Data shown section start

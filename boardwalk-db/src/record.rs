use boardwalk_common::{
    model::{
        Id, ModelValidationError,
        auth::Authentication,
        board::{Board, BoardLink},
        image::Image,
        post::Post,
        user::{User, UserHandle},
    },
    util::PositiveDuration,
};
use sqlx::FromRow;
use std::collections::HashMap;
use time::{Duration, PrimitiveDateTime, UtcDateTime};

#[derive(Clone, Eq, PartialEq, Debug, Default, Hash, FromRow)]
pub(crate) struct UserRecord {
    pub user_id: i64,
    pub handle: String,
}

#[derive(Clone, Eq, PartialEq, Debug, Default, Hash, FromRow)]
pub(crate) struct BoardRecord {
    pub board_id: i64,
    pub link: String,
    pub title: String,
}

#[derive(Clone, Eq, PartialEq, Debug, Hash, FromRow)]
pub(crate) struct PostRecord {
    pub post_id: i64,
    pub board_id: i64,
    pub link: String,
    pub thread_id: Option<i64>,
    pub user_id: Option<i64>,
    pub poster: String,
    pub text: String,
    pub posted_at: PrimitiveDateTime,
    pub bumped_at: PrimitiveDateTime,
    pub edited_at: Option<PrimitiveDateTime>,
}

#[derive(Clone, Eq, PartialEq, Debug, Default, Hash, FromRow)]
pub(crate) struct ImageRecord {
    pub image_id: i64,
    pub post_id: i64,
    pub image: String,
    pub thumb: String,
}

#[derive(Clone, Eq, PartialEq, Debug, Hash, FromRow)]
pub(crate) struct AuthenticationRecord {
    pub user_id: i64,
    pub token_hash: Vec<u8>,
    pub created_at: PrimitiveDateTime,
    pub expires_after_seconds: Option<i64>,
}

/// Timestamps are stored as UTC in `TIMESTAMP` columns.
pub(crate) fn to_primitive(date_time: UtcDateTime) -> PrimitiveDateTime {
    PrimitiveDateTime::new(date_time.date(), date_time.time())
}

impl TryFrom<UserRecord> for User {
    type Error = ModelValidationError;

    fn try_from(value: UserRecord) -> Result<Self, Self::Error> {
        Ok(Self {
            id: value.user_id.try_into()?,
            handle: UserHandle::new(value.handle)?,
        })
    }
}

impl TryFrom<BoardRecord> for Board {
    type Error = ModelValidationError;

    fn try_from(value: BoardRecord) -> Result<Self, Self::Error> {
        Ok(Self {
            id: value.board_id.try_into()?,
            link: BoardLink::new(value.link)?,
            title: value.title,
        })
    }
}

/// Images are attached afterwards with [`attach_images`].
impl TryFrom<PostRecord> for Post {
    type Error = ModelValidationError;

    fn try_from(value: PostRecord) -> Result<Self, Self::Error> {
        Ok(Self {
            id: value.post_id.try_into()?,
            board_id: value.board_id.try_into()?,
            board: BoardLink::new(value.link)?,
            text: value.text,
            poster: value.poster,
            author: value.user_id.map(Id::try_from).transpose()?,
            thread: value.thread_id.map(Id::try_from).transpose()?,
            date: value.posted_at.as_utc(),
            bump: value.bumped_at.as_utc(),
            edited_at: value.edited_at.map(PrimitiveDateTime::as_utc),
            files: Vec::new(),
        })
    }
}

impl TryFrom<ImageRecord> for Image {
    type Error = ModelValidationError;

    fn try_from(value: ImageRecord) -> Result<Self, Self::Error> {
        Ok(Self {
            id: value.image_id.try_into()?,
            post_id: value.post_id.try_into()?,
            image: value.image,
            thumb: value.thumb,
        })
    }
}

impl TryFrom<AuthenticationRecord> for Authentication {
    type Error = ModelValidationError;

    fn try_from(value: AuthenticationRecord) -> Result<Self, Self::Error> {
        Ok(Self {
            user: value.user_id.try_into()?,
            token_hash: value.token_hash.try_into()?,
            created_at: value.created_at.as_utc(),
            expires_after: value
                .expires_after_seconds
                .map(|seconds| PositiveDuration::try_from(Duration::seconds(seconds)))
                .transpose()?,
        })
    }
}

/// Distributes images onto the posts they belong to, keeping image order.
pub(crate) fn attach_images(posts: &mut [Post], images: Vec<Image>) {
    let mut by_post: HashMap<_, Vec<Image>> = HashMap::new();
    for image in images {
        by_post.entry(image.post_id).or_default().push(image);
    }

    for post in posts {
        if let Some(files) = by_post.remove(&post.id) {
            post.files = files;
        }
    }
}

#[cfg(test)]
mod tests {
    use super::*;
    use time::macros::datetime;

    fn post_record(post_id: i64, thread_id: Option<i64>) -> PostRecord {
        PostRecord {
            post_id,
            board_id: 1,
            link: "b".to_owned(),
            thread_id,
            user_id: None,
            poster: "Anonymous".to_owned(),
            text: "hello".to_owned(),
            posted_at: datetime!(2025-03-01 12:00),
            bumped_at: datetime!(2025-03-01 13:00),
            edited_at: None,
        }
    }

    #[test]
    fn post_record_converts() {
        let post = Post::try_from(post_record(4, Some(2))).unwrap();

        assert_eq!(post.id, Id::new(4));
        assert_eq!(post.thread, Some(Id::new(2)));
        assert_eq!(post.board.get(), "b");
        assert_eq!(post.author, None);
        assert_eq!(post.date.unix_timestamp(), 1_740_830_400);
        assert!(post.files.is_empty());
    }

    #[test]
    fn invalid_board_link_is_a_data_error() {
        let mut record = post_record(4, None);
        record.link = "Not A Slug".to_owned();

        assert!(matches!(
            Post::try_from(record),
            Err(ModelValidationError::BoardLink(_))
        ));
    }

    #[test]
    fn non_positive_expiry_is_a_data_error() {
        let record = AuthenticationRecord {
            user_id: 1,
            token_hash: vec![0; 32],
            created_at: datetime!(2025-03-01 12:00),
            expires_after_seconds: Some(0),
        };

        assert!(matches!(
            Authentication::try_from(record),
            Err(ModelValidationError::NonPositiveDuration(_))
        ));
    }

    #[test]
    fn images_land_on_their_posts() {
        let mut posts = vec![
            Post::try_from(post_record(1, None)).unwrap(),
            Post::try_from(post_record(2, Some(1))).unwrap(),
        ];
        let image = |image_id, post_id| Image {
            id: Id::new(image_id),
            post_id: Id::new(post_id),
            image: format!("images/{image_id}.png"),
            thumb: format!("thumbs/{image_id}.png"),
        };

        attach_images(&mut posts, vec![image(1, 2), image(2, 1), image(3, 2)]);

        assert_eq!(posts[0].files, vec![image(2, 1)]);
        assert_eq!(posts[1].files, vec![image(1, 2), image(3, 2)]);
    }

    #[test]
    fn primitive_round_trip() {
        let date_time = datetime!(2025-03-01 12:34:56.789).as_utc();
        assert_eq!(to_primitive(date_time).as_utc(), date_time);
    }
}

Data shown section end

For this exercise, gather every line of the data that contains the word "None".

            user_id: None,
            edited_at: None,
        assert_eq!(post.author, None);
        let mut record = post_record(4, None);
            Post::try_from(post_record(1, None)).unwrap(),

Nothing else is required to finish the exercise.